Try it:
Your answer is a number only: how many lines in the data below contain "ORDER"?

Supplied entries:
------------------------------------

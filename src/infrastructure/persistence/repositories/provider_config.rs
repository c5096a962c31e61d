//! SQLite `ProviderConfigRepository`: provider registration rows plus
//! their credentials, keyed by `(domain, priority)` for the factory's
//! selection (spec §4.1).

use async_trait::async_trait;
use sqlx::{Row, SqlitePool};

use crate::domain::errors::ProviderError;
use crate::domain::provider_config::{Domain, ProviderConfig, ThrottleProfile};
use crate::domain::repositories::ProviderConfigRepository;

pub struct SqliteProviderConfigRepository {
    pool: SqlitePool,
}

impl SqliteProviderConfigRepository {
    pub fn new(pool: SqlitePool) -> Self {
        SqliteProviderConfigRepository { pool }
    }

    fn map_row(row: &sqlx::sqlite::SqliteRow) -> ProviderConfig {
        let domain_str: String = row.try_get("domain").unwrap_or_default();
        let settings_json: String = row.try_get("settings_json").unwrap_or_default();
        ProviderConfig {
            id: row.try_get("id").unwrap_or_default(),
            name: row.try_get("name").unwrap_or_default(),
            domain: parse_domain(&domain_str),
            implementation: row.try_get("implementation").unwrap_or_default(),
            priority: row.try_get::<i64, _>("priority").unwrap_or_default() as u32,
            throttle: ThrottleProfile {
                calls_per_minute: row.try_get::<i64, _>("calls_per_minute").unwrap_or_default() as u32,
                burst_size: row.try_get::<i64, _>("burst_size").unwrap_or_default() as u32,
                min_delay_seconds: row.try_get("min_delay_seconds").unwrap_or_default(),
            },
            settings: serde_json::from_str(&settings_json).unwrap_or(serde_json::Value::Null),
            enabled: row.try_get::<i64, _>("enabled").unwrap_or_default() != 0,
        }
    }
}

fn parse_domain(s: &str) -> Domain {
    match s {
        "realtime" => Domain::Realtime,
        "futures" => Domain::Futures,
        _ => Domain::Historical,
    }
}

#[async_trait]
impl ProviderConfigRepository for SqliteProviderConfigRepository {
    async fn get_primary_for_domain(&self, domain: Domain) -> Result<Option<ProviderConfig>, ProviderError> {
        let row = sqlx::query(
            "SELECT * FROM provider_configs WHERE domain = ? AND enabled = 1 ORDER BY priority DESC LIMIT 1",
        )
        .bind(domain.as_str())
        .fetch_optional(&self.pool)
        .await
        .map_err(|e| ProviderError::InvalidData { symbol: "provider_configs".to_string(), reason: e.to_string() })?;
        Ok(row.as_ref().map(Self::map_row))
    }

    async fn get_all_for_domain(&self, domain: Domain) -> Result<Vec<ProviderConfig>, ProviderError> {
        let rows = sqlx::query("SELECT * FROM provider_configs WHERE domain = ? ORDER BY priority DESC")
            .bind(domain.as_str())
            .fetch_all(&self.pool)
            .await
            .map_err(|e| ProviderError::InvalidData { symbol: "provider_configs".to_string(), reason: e.to_string() })?;
        Ok(rows.iter().map(Self::map_row).collect())
    }

    async fn get_all_credentials(&self, provider_id: i64) -> Result<Vec<(String, String)>, ProviderError> {
        let rows = sqlx::query("SELECT key, value FROM provider_credentials WHERE provider_id = ?")
            .bind(provider_id)
            .fetch_all(&self.pool)
            .await
            .map_err(|e| ProviderError::InvalidData { symbol: "provider_credentials".to_string(), reason: e.to_string() })?;
        Ok(rows
            .iter()
            .map(|row| (row.try_get::<String, _>("key").unwrap_or_default(), row.try_get::<String, _>("value").unwrap_or_default()))
            .collect())
    }

    async fn create_provider(&self, config: ProviderConfig) -> Result<ProviderConfig, ProviderError> {
        let settings_json = serde_json::to_string(&config.settings).unwrap_or_default();
        let result = sqlx::query(
            r#"
            INSERT INTO provider_configs (
                name, domain, implementation, priority, calls_per_minute, burst_size,
                min_delay_seconds, settings_json, enabled
            ) VALUES (?, ?, ?, ?, ?, ?, ?, ?, ?)
            "#,
        )
        .bind(&config.name)
        .bind(config.domain.as_str())
        .bind(&config.implementation)
        .bind(config.priority as i64)
        .bind(config.throttle.calls_per_minute as i64)
        .bind(config.throttle.burst_size as i64)
        .bind(config.throttle.min_delay_seconds)
        .bind(&settings_json)
        .bind(config.enabled as i64)
        .execute(&self.pool)
        .await
        .map_err(|e| ProviderError::InvalidData { symbol: config.name.clone(), reason: e.to_string() })?;

        Ok(ProviderConfig { id: result.last_insert_rowid(), ..config })
    }

    async fn set_credential(&self, provider_id: i64, key: &str, value: &str) -> Result<(), ProviderError> {
        sqlx::query(
            r#"
            INSERT INTO provider_credentials (provider_id, key, value) VALUES (?, ?, ?)
            ON CONFLICT(provider_id, key) DO UPDATE SET value = excluded.value
            "#,
        )
        .bind(provider_id)
        .bind(key)
        .bind(value)
        .execute(&self.pool)
        .await
        .map_err(|e| ProviderError::InvalidData { symbol: format!("provider {provider_id}"), reason: e.to_string() })?;
        Ok(())
    }
}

------------------------------------

Completed task:
2